For the third issue of the Sengkang Sci-Fi Journal, we issued a call for stories focusing on transitions. It is a belief commonly held , even among those who might agree on nothing else, that we live in transitory times. Stability seems to have slipped away both in the macroscopic sphere of global geopolitics, where the established world order appears to be collapsing with no clear replacement, and in the everyday rhythm of life, where the introduction of artificial intelligence has caused polarised debate, economic upheaval, and deep discomfort regarding the direction our technological civilisation is headed.

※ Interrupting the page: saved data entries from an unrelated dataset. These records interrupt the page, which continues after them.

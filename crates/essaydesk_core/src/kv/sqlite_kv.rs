//! SQLite-backed key-value store.

use super::{KeyValueStore, KvResult};
use rusqlite::{params, Connection, OptionalExtension};

/// Key-value store over the `kv_store` table of a migrated connection.
pub struct SqliteKvStore<'conn> {
    conn: &'conn Connection,
}

impl<'conn> SqliteKvStore<'conn> {
    /// Wraps a connection returned by `db::open_db` or `db::open_db_in_memory`.
    pub fn new(conn: &'conn Connection) -> Self {
        Self { conn }
    }
}

impl KeyValueStore for SqliteKvStore<'_> {
    fn get_item(&self, key: &str) -> KvResult<Option<String>> {
        let value = self
            .conn
            .query_row(
                "SELECT value FROM kv_store WHERE key = ?1;",
                [key],
                |row| row.get::<_, String>(0),
            )
            .optional()?;
        Ok(value)
    }

    fn set_item(&self, key: &str, value: &str) -> KvResult<()> {
        self.conn.execute(
            "INSERT INTO kv_store (key, value) VALUES (?1, ?2)
             ON CONFLICT(key) DO UPDATE SET
                value = excluded.value,
                updated_at = (strftime('%s', 'now') * 1000);",
            params![key, value],
        )?;
        Ok(())
    }

    fn remove_item(&self, key: &str) -> KvResult<()> {
        self.conn.execute("DELETE FROM kv_store WHERE key = ?1;", [key])?;
        Ok(())
    }
}
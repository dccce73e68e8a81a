//! Essay record model.
//!
//! # Invariants
//! - `id` is non-blank and unique within the persisted collection.
//! - `title` and `text` may be empty; display placeholders cover that case.

use serde::{Deserialize, Serialize};
use std::error::Error;
use std::fmt::{Display, Formatter};
use uuid::Uuid;

/// Stable essay identifier.
pub type EssayId = String;

/// Placeholder shown for an essay without a title.
pub const UNTITLED_PLACEHOLDER: &str = "Sem título";
/// Placeholder shown for an essay without body text.
pub const EMPTY_TEXT_PLACEHOLDER: &str = "Sem conteúdo disponível.";

/// One saved essay.
///
/// Serialized with the field names the device store already holds
/// (`{id, titulo, texto}`), so existing collections load unchanged.
#[derive(Debug, Clone, PartialEq, Eq, Serialize, Deserialize)]
pub struct EssayRecord {
    #[serde(deserialize_with = "super::string_or_number")]
    pub id: EssayId,
    #[serde(rename = "titulo", default)]
    pub title: String,
    #[serde(rename = "texto", default)]
    pub text: String,
}

/// Validation errors for essay records.
#[derive(Debug, Clone, PartialEq, Eq)]
pub enum EssayValidationError {
    BlankId,
}

impl Display for EssayValidationError {
    fn fmt(&self, f: &mut Formatter<'_>) -> std::fmt::Result {
        match self {
            Self::BlankId => write!(f, "essay id must not be blank"),
        }
    }
}

impl Error for EssayValidationError {}

impl EssayRecord {
    /// Creates an essay with a freshly generated id.
    pub fn new(title: impl Into<String>, text: impl Into<String>) -> Self {
        Self {
            id: Uuid::new_v4().to_string(),
            title: title.into(),
            text: text.into(),
        }
    }

    /// Creates an essay with an id chosen by the creating screen.
    pub fn with_id(
        id: impl Into<EssayId>,
        title: impl Into<String>,
        text: impl Into<String>,
    ) -> Result<Self, EssayValidationError> {
        let record = Self {
            id: id.into(),
            title: title.into(),
            text: text.into(),
        };
        record.validate()?;
        Ok(record)
    }

    pub fn validate(&self) -> Result<(), EssayValidationError> {
        if self.id.trim().is_empty() {
            return Err(EssayValidationError::BlankId);
        }
        Ok(())
    }

    /// Title to render, falling back to the untitled placeholder.
    pub fn display_title(&self) -> &str {
        if self.title.trim().is_empty() {
            UNTITLED_PLACEHOLDER
        } else {
            self.title.as_str()
        }
    }

    /// Body to render, falling back to the empty-text placeholder.
    pub fn display_text(&self) -> &str {
        if self.text.trim().is_empty() {
            EMPTY_TEXT_PLACEHOLDER
        } else {
            self.text.as_str()
        }
    }
}

#[cfg(test)]
mod tests {
    use super::*;

    #[test]
    fn new_generates_distinct_non_blank_ids() {
        let first = EssayRecord::new("a", "b");
        let second = EssayRecord::new("a", "b");
        assert!(first.validate().is_ok());
        assert_ne!(first.id, second.id);
    }

    #[test]
    fn with_id_rejects_blank_id() {
        let err = EssayRecord::with_id("  ", "t", "x").unwrap_err();
        assert_eq!(err, EssayValidationError::BlankId);
    }

    #[test]
    fn placeholders_cover_blank_fields() {
        let record = EssayRecord::with_id("1", " ", "").unwrap();
        assert_eq!(record.display_title(), UNTITLED_PLACEHOLDER);
        assert_eq!(record.display_text(), EMPTY_TEXT_PLACEHOLDER);
    }
}
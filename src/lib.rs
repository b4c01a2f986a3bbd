#![forbid(future_incompatible, rust_2018_compatibility, unsafe_op_in_unsafe_fn)]
#![deny(rust_2018_idioms)]
#![warn(clippy::cast_possible_truncation, clippy::cast_sign_loss)]
//! `lazyfree-cache` is an overcommitted key/page cache that leans on the
//! kernel's lazy-reclaim page advisory (`MADV_FREE` on Linux, `MADV_COLD` for
//! file-backed mappings) instead of an in-process eviction policy to decide
//! which pages actually go away. Every page the cache hands out carries a
//! one-byte liveness sentinel at its last byte; a live page's sentinel never
//! reads as zero, so a read can tell, after the fact, whether the kernel beat
//! it to the page.
//!
//! The engine never evicts a single entry. It evicts whole chunks: a fixed
//! number of large mmap'd regions, each holding many pages, and eviction
//! always drops one entire chunk's worth of entries at once. This keeps
//! bookkeeping cheap — no per-entry LRU or LFU metadata — and amortizes the
//! cost of reclaiming memory over many entries, at the cost of coarser
//! locality than a finer-grained policy would offer.
//!
//! # Examples
//!
//! ```
//! use lazyfree_cache::{CacheConfig, PageCache};
//! use lazyfree_cache::internals::mmap::{AnonymousMapper, MadviseAdvisor};
//!
//! let config = CacheConfig::new(16 * 4096).with_chunks(8);
//! let mut cache = PageCache::new(config, AnonymousMapper, MadviseAdvisor)
//!     .expect("failed to reserve cache memory");
//!
//! let page = cache.write_alloc(42);
//! page[0] = 7;
//! cache.write_unlock(false);
//!
//! let rlock = cache.read_lock(42);
//! assert!(rlock.is_present());
//! cache.read_unlock(rlock, false);
//! ```
//!
//! For callers that want "always return a value, regenerating it on a miss",
//! see [`FtCache`].
//!
//! # Design
//!
//! - [`PageCache`]: the storage engine. One outstanding lock at a time —
//!   either a single read lock or a single write lock — across the whole
//!   cache, mirroring the single-lock-slot model of the reference
//!   implementation this crate generalizes.
//! - [`FtCache`]: a fall-through key/value adapter over `PageCache` that
//!   regenerates missing or reclaimed entries via a [`ftcache::Refill`].
//! - [`CacheConfig`]: chunk count, page size, and eviction policy.
//! - [`internals::mmap`]: the `PageMapper`/`PageAdvisor` traits used to
//!   reserve chunk memory and to issue the kernel advisories, plus the
//!   platform implementations.

mod chunk;
pub mod config;
pub mod error;
pub mod ftcache;
pub mod internals;
pub mod page_cache;
mod slotmap;

pub use config::{CacheConfig, EvictionPolicy};
pub use error::CacheError;
pub use ftcache::{FtCache, Refill};
pub use page_cache::{CacheStats, PageCache, ReadLock};

#[cfg(test)]
mod tests {
    use super::*;
    use crate::internals::mmap::{AnonymousMapper, MadviseAdvisor, NullAdvisor};

    fn small_config() -> CacheConfig {
        CacheConfig::new(8 * 4096).with_chunks(MIN_CHUNKS_FOR_TEST)
    }

    const MIN_CHUNKS_FOR_TEST: u8 = 8;

    #[test]
    fn write_then_read_round_trips() {
        let mut cache = PageCache::new(small_config(), AnonymousMapper, NullAdvisor).unwrap();

        let page = cache.write_alloc(1);
        page[0] = 0xab;
        cache.write_unlock(false);

        let rlock = cache.read_lock(1);
        assert!(rlock.is_present());
        let mut out = vec![0u8; cache.page_size()];
        assert!(cache.copy_out(&rlock, 0, &mut out));
        assert_eq!(out[0], 0xab);
        cache.read_unlock(rlock, false);
    }

    #[test]
    fn missing_key_reports_absent() {
        let mut cache = PageCache::new(small_config(), AnonymousMapper, NullAdvisor).unwrap();
        let rlock = cache.read_lock(999);
        assert!(!rlock.is_present());
        cache.read_unlock(rlock, false);
    }

    #[test]
    fn key_zero_is_handled_out_of_band() {
        let mut cache = PageCache::new(small_config(), AnonymousMapper, NullAdvisor).unwrap();
        let page = cache.write_alloc(0);
        page[0] = 1;
        cache.write_unlock(false);

        let rlock = cache.read_lock(0);
        assert!(rlock.is_present());
        cache.read_unlock(rlock, false);
    }

    #[test]
    fn madvise_advisor_does_not_panic_on_real_memory() {
        let mut cache = PageCache::new(small_config(), AnonymousMapper, MadviseAdvisor).unwrap();
        let page = cache.write_alloc(7);
        page[0] = 1;
        cache.write_unlock(false);
        let stats = cache.stats(false);
        assert_eq!(stats.free_pages, stats.total_pages - 1);
    }
}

This discomfort is neither unjustified nor novel. The famed quote from Italian Marxist writer and philosopher Antonio Gramsci with which we opened this call, reflects this. Written after he was imprisoned following Mussolini’s rise to power , it offers a sharp rebuke regarding the Whiggish interpretations of progress and technology, and identifies that the danger of novelty lies not so much in what is novel, but rather in the human reaction to that novelty.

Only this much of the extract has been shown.